┌─ DATASET RECORDS

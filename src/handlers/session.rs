//! Built-in `_register` and `_sessions` endpoints.

use crate::error::AppError;
use crate::extractors::{basic_auth, BasicAuth};
use crate::handlers::Rejection;
use crate::resolve::{Caller, Params};
use crate::response::{json_response, session_cookie, CookieUpdate};
use crate::session::{secret_eq, NewUser, SessionId};
use crate::state::AppState;
use axum::{
    http::{HeaderMap, Method, StatusCode},
    response::Response,
};
use serde::Serialize;
use serde_json::Value;

/// Body returned after registration, login and session queries.
#[derive(Debug, Serialize)]
pub struct SessionInfo {
    pub users_id: String,
    pub roles: Vec<String>,
}

const REGISTER_FIELDS: [&str; 6] = ["id", "nick", "avatar", "signature", "password", "passcode"];

fn string_field(params: &Params, name: &str) -> Result<String, AppError> {
    match params.get(name) {
        Some(Value::String(s)) => Ok(s.clone()),
        Some(_) => Err(AppError::BadParams(format!("field '{}' must be a string", name))),
        None => Err(AppError::BadParams(format!("missing field: {}", name))),
    }
}

fn cookie(state: &AppState, update: CookieUpdate) -> String {
    session_cookie(update, &state.settings.domain, state.settings.session_hours)
}

/// `POST _register`: create a user with the default roles and log them in.
pub async fn register(state: &AppState, method: &Method, params: &Params) -> Result<Response, Rejection> {
    if *method != Method::POST {
        return Err(AppError::BadParams("_register only accepts POST".into()).into());
    }
    let Some(expected) = state.settings.register_passcode.as_deref() else {
        return Err(AppError::NotImplemented("registration is disabled".into()).into());
    };
    for name in REGISTER_FIELDS {
        string_field(params, name)?;
    }
    if !secret_eq(&string_field(params, "passcode")?, expected) {
        return Err(AppError::Unauthenticated("wrong passcode".into()).into());
    }

    let user = NewUser {
        id: string_field(params, "id")?,
        nick: string_field(params, "nick")?,
        avatar: string_field(params, "avatar")?,
        signature: string_field(params, "signature")?,
        password: string_field(params, "password")?,
    };
    let session_id = state.sessions.register(&user).await?;
    let info = SessionInfo {
        users_id: user.id,
        roles: state.sessions.default_roles().to_vec(),
    };
    Ok(json_response(
        StatusCode::OK,
        &info,
        Some(cookie(state, CookieUpdate::Set(session_id))),
    ))
}

/// `GET _sessions` logs in with Basic credentials or describes the current session;
/// `DELETE _sessions` logs out.
pub async fn sessions(
    state: &AppState,
    method: &Method,
    headers: &HeaderMap,
    session_id: Option<SessionId>,
    caller: &Caller,
) -> Result<Response, Rejection> {
    match *method {
        Method::GET => match basic_auth(headers) {
            BasicAuth::Credentials { user, password } => {
                let Some(new_id) = state.sessions.login(&user, &password).await? else {
                    return Err(AppError::Unauthenticated("improper credentials".into()).into());
                };
                let info = SessionInfo {
                    roles: state.sessions.roles_of(&user).await?,
                    users_id: user,
                };
                Ok(json_response(
                    StatusCode::OK,
                    &info,
                    Some(cookie(state, CookieUpdate::Set(new_id))),
                ))
            }
            BasicAuth::Malformed => Err(Rejection::new(AppError::Unauthenticated(
                "malformed credentials".into(),
            ))
            .with_challenge()),
            BasicAuth::Missing => match &caller.identity {
                Some(users_id) => {
                    let mut roles: Vec<String> = caller.roles.iter().cloned().collect();
                    roles.sort();
                    let info = SessionInfo {
                        users_id: users_id.clone(),
                        roles,
                    };
                    Ok(json_response(StatusCode::OK, &info, None))
                }
                None => Err(Rejection::new(AppError::Unauthenticated(
                    "user or password missing".into(),
                ))
                .with_challenge()),
            },
        },
        Method::DELETE => {
            if let Some(id) = session_id {
                state.sessions.logout(id).await?;
                tracing::info!("session ended");
            }
            Ok(json_response(
                StatusCode::OK,
                &Value::Null,
                Some(cookie(state, CookieUpdate::Clear)),
            ))
        }
        _ => Err(AppError::NotImplemented("_sessions only accepts GET or DELETE".into()).into()),
    }
}
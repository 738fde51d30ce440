//! Namespace validation on the raw tree: shape, parameter declarations, variant disjointness.

use crate::config::resolved::CONTEXT_PARAM_MARKER;
use crate::config::types::{RawNode, RawQuery};
use crate::error::ConfigError;
use std::collections::{BTreeSet, HashSet};

/// First-segment prefix kept for built-in routes (`_register`, `_sessions`, `_health`, ...).
pub const RESERVED_PREFIX: char = '_';

/// Display form of a path for error messages.
pub fn display_path(path: &[String]) -> String {
    format!("/{}", path.join("/"))
}

/// Validate the whole raw tree. The root must be a directory.
pub fn validate(root: &RawNode) -> Result<(), ConfigError> {
    match root {
        RawNode::Object(obj) if obj.children.is_some() => {
            let reserved = obj
                .children
                .iter()
                .flat_map(|c| c.0.iter())
                .find(|(key, _)| key.starts_with(RESERVED_PREFIX));
            if let Some((key, _)) = reserved {
                return Err(ConfigError::ReservedName(key.clone()));
            }
            let mut path = Vec::new();
            validate_object(obj, &mut path)
        }
        _ => Err(ConfigError::RootNotDirectory),
    }
}

fn validate_node(node: &RawNode, path: &mut Vec<String>) -> Result<(), ConfigError> {
    match node {
        RawNode::Object(obj) => validate_object(obj, path),
        RawNode::Variants(variants) => validate_variants(variants, path),
    }
}

fn validate_object(obj: &RawQuery, path: &mut Vec<String>) -> Result<(), ConfigError> {
    if obj.query.is_none() && obj.children.is_none() {
        return Err(ConfigError::EmptyNode {
            path: display_path(path),
        });
    }
    validate_params(obj.params.as_deref().unwrap_or(&[]), path)?;
    validate_role(obj.role.as_deref(), path)?;
    if let Some(children) = &obj.children {
        for (key, child) in &children.0 {
            if key.is_empty() {
                return Err(ConfigError::Validation(format!(
                    "empty child key under {}",
                    display_path(path)
                )));
            }
            path.push(key.clone());
            validate_node(child, path)?;
            path.pop();
        }
    }
    Ok(())
}

fn validate_variants(variants: &[RawQuery], path: &[String]) -> Result<(), ConfigError> {
    if variants.is_empty() {
        return Err(ConfigError::EmptyVariantList {
            path: display_path(path),
        });
    }
    let mut seen: Vec<BTreeSet<&str>> = Vec::with_capacity(variants.len());
    for (index, variant) in variants.iter().enumerate() {
        if variant.children.is_some() {
            return Err(ConfigError::VariantWithChildren {
                path: display_path(path),
                index,
            });
        }
        if variant.query.is_none() {
            return Err(ConfigError::EmptyNode {
                path: format!("{}[{}]", display_path(path), index),
            });
        }
        let params = variant.params.as_deref().unwrap_or(&[]);
        validate_params(params, path)?;
        validate_role(variant.role.as_deref(), path)?;

        let set: BTreeSet<&str> = params
            .iter()
            .map(String::as_str)
            .filter(|p| !p.starts_with(CONTEXT_PARAM_MARKER))
            .collect();
        if let Some(first) = seen.iter().position(|s| *s == set) {
            return Err(ConfigError::AmbiguousVariants {
                path: display_path(path),
                first,
                second: index,
                params: set.into_iter().map(String::from).collect(),
            });
        }
        seen.push(set);
    }
    Ok(())
}

fn validate_params(params: &[String], path: &[String]) -> Result<(), ConfigError> {
    let mut names = HashSet::new();
    for p in params {
        let bare = p.strip_prefix(CONTEXT_PARAM_MARKER).unwrap_or(p);
        if bare.is_empty() {
            return Err(ConfigError::EmptyParamName {
                path: display_path(path),
            });
        }
        if !names.insert(p.as_str()) {
            return Err(ConfigError::DuplicateParam {
                path: display_path(path),
                name: p.clone(),
            });
        }
    }
    Ok(())
}

fn validate_role(role: Option<&str>, path: &[String]) -> Result<(), ConfigError> {
    match role {
        Some(r) if r.trim().is_empty() => Err(ConfigError::Validation(format!(
            "empty role at {}",
            display_path(path)
        ))),
        _ => Ok(()),
    }
}

#[cfg(test)]
mod tests {
    use super::*;

    fn raw(json: &str) -> RawNode {
        serde_json::from_str(json).unwrap()
    }

    #[test]
    fn accepts_a_well_formed_tree() {
        let tree = raw(
            r#"{"role": "reader", "children": {
                "posts": [
                    {"query": "SELECT * FROM posts"},
                    {"query": "SELECT * FROM posts WHERE thread_id = ?", "params": ["thread_id"]}
                ],
                "threads": {"query": "SELECT * FROM threads", "children": {
                    "mine": {"query": "SELECT * FROM threads WHERE owner = ?", "params": ["?users_id"]}
                }}
            }}"#,
        );
        validate(&tree).unwrap();
    }

    #[test]
    fn root_must_be_a_directory() {
        assert!(matches!(
            validate(&raw(r#"{"query": "SELECT 1", "role": "r"}"#)),
            Err(ConfigError::RootNotDirectory)
        ));
        assert!(matches!(
            validate(&raw(r#"[{"query": "SELECT 1"}]"#)),
            Err(ConfigError::RootNotDirectory)
        ));
    }

    #[test]
    fn variants_cannot_have_children() {
        let err = validate(&raw(
            r#"{"children": {"p": [{"query": "A", "children": {"x": {"query": "X"}}}]}}"#,
        ))
        .unwrap_err();
        assert!(matches!(err, ConfigError::VariantWithChildren { index: 0, .. }));
    }

    #[test]
    fn variants_with_same_caller_set_are_ambiguous() {
        // Context parameters do not count toward the set.
        let err = validate(&raw(
            r#"{"children": {"p": [
                {"query": "A", "params": ["a"]},
                {"query": "B", "params": ["?users_id", "a"]}
            ]}}"#,
        ))
        .unwrap_err();
        match err {
            ConfigError::AmbiguousVariants {
                path,
                first,
                second,
                params,
            } => {
                assert_eq!(path, "/p");
                assert_eq!((first, second), (0, 1));
                assert_eq!(params, vec!["a".to_string()]);
            }
            other => panic!("unexpected {:?}", other),
        }
    }

    #[test]
    fn node_needs_query_or_children() {
        let err = validate(&raw(r#"{"children": {"p": {"role": "r"}}}"#)).unwrap_err();
        assert!(matches!(err, ConfigError::EmptyNode { ref path } if path == "/p"));
    }

    #[test]
    fn duplicate_and_empty_params_are_rejected() {
        assert!(matches!(
            validate(&raw(r#"{"children": {"p": {"query": "A", "params": ["a", "a"]}}}"#)),
            Err(ConfigError::DuplicateParam { .. })
        ));
        assert!(matches!(
            validate(&raw(r#"{"children": {"p": {"query": "A", "params": ["?"]}}}"#)),
            Err(ConfigError::EmptyParamName { .. })
        ));
    }

    #[test]
    fn top_level_underscore_keys_are_reserved() {
        let err = validate(&raw(r#"{"role": "r", "children": {"_health": {"query": "A"}}}"#)).unwrap_err();
        assert!(matches!(err, ConfigError::ReservedName(ref key) if key == "_health"));
        // Only the first segment is shared with built-ins.
        validate(&raw(
            r#"{"role": "r", "children": {"health": {"query": "A", "children": {"_x": {"query": "B"}}}}}"#,
        ))
        .unwrap();
    }

    #[test]
    fn empty_variant_list_is_rejected() {
        assert!(matches!(
            validate(&raw(r#"{"children": {"p": []}}"#)),
            Err(ConfigError::EmptyVariantList { .. })
        ));
    }
}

└─

**TASK**
Search the data for the word "format" and copy each line where it appears.

**EXERCISE ANSWER**
        Some(_) => Err(AppError::BadParams(format!("field '{}' must be a string", name))),
        None => Err(AppError::BadParams(format!("missing field: {}", name))),
    format!("/{}", path.join("/"))
                return Err(ConfigError::Validation(format!(
                path: format!("{}[{}]", display_path(path), index),
        Some(r) if r.trim().is_empty() => Err(ConfigError::Validation(format!(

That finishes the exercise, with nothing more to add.